-- DATA EXTRACT follows --

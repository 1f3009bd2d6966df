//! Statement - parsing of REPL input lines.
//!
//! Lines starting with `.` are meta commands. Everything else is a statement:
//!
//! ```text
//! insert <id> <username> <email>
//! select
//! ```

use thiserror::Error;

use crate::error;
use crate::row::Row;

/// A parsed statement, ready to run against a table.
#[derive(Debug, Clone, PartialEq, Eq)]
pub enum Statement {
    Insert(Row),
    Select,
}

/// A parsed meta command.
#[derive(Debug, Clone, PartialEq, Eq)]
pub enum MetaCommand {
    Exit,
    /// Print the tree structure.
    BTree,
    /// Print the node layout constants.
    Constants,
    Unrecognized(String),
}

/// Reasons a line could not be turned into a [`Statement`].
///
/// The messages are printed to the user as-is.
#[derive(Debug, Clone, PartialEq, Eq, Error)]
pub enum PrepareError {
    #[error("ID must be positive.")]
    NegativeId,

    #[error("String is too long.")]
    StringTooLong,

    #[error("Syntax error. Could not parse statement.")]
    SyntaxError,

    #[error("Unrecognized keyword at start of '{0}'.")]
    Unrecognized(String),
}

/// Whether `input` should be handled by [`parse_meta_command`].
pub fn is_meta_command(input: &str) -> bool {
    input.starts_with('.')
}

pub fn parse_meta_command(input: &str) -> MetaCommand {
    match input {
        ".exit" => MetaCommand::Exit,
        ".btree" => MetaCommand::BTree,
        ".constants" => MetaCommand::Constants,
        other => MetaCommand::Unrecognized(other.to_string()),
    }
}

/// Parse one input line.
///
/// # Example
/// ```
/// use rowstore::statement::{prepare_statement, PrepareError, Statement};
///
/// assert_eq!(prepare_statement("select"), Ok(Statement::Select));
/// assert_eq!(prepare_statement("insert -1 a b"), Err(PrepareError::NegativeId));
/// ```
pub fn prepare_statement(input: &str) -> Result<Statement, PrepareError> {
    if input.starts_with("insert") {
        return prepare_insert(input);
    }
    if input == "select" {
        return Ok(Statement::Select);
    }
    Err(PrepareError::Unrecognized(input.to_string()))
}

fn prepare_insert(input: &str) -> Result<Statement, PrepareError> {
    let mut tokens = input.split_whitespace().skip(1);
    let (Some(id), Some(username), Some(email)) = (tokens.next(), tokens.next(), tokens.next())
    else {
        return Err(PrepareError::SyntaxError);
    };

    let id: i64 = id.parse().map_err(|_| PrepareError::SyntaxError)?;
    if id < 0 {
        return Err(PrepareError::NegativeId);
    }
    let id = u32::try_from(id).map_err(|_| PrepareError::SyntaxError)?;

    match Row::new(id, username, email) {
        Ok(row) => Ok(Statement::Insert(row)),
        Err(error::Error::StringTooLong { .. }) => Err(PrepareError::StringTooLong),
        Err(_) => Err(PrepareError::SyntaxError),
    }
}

-- DATA EXTRACT concluded --
-- DATA EXTRACT follows --

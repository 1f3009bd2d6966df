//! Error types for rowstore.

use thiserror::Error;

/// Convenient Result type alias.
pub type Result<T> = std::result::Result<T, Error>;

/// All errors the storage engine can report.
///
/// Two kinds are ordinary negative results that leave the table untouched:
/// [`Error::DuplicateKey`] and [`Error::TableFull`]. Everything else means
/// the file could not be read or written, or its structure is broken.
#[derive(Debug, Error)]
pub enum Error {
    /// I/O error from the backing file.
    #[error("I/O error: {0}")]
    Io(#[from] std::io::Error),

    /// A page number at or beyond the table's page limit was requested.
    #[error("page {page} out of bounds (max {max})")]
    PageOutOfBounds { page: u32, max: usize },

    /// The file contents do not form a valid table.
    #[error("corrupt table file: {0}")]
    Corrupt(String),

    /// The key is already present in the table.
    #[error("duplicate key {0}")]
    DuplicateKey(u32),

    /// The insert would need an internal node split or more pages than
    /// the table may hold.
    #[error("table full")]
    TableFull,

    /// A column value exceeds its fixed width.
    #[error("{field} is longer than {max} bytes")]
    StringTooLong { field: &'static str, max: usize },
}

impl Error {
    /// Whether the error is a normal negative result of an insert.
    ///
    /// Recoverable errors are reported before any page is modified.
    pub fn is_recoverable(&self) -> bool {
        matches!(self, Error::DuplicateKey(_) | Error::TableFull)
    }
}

-- DATA EXTRACT concluded --

*YOUR INSTRUCTIONS*
When a line in the records above contains the word "MetaCommand", copy it.

*RESPONSE*
pub enum MetaCommand {
pub fn parse_meta_command(input: &str) -> MetaCommand {
        ".exit" => MetaCommand::Exit,
        ".btree" => MetaCommand::BTree,
        ".constants" => MetaCommand::Constants,
        other => MetaCommand::Unrecognized(other.to_string()),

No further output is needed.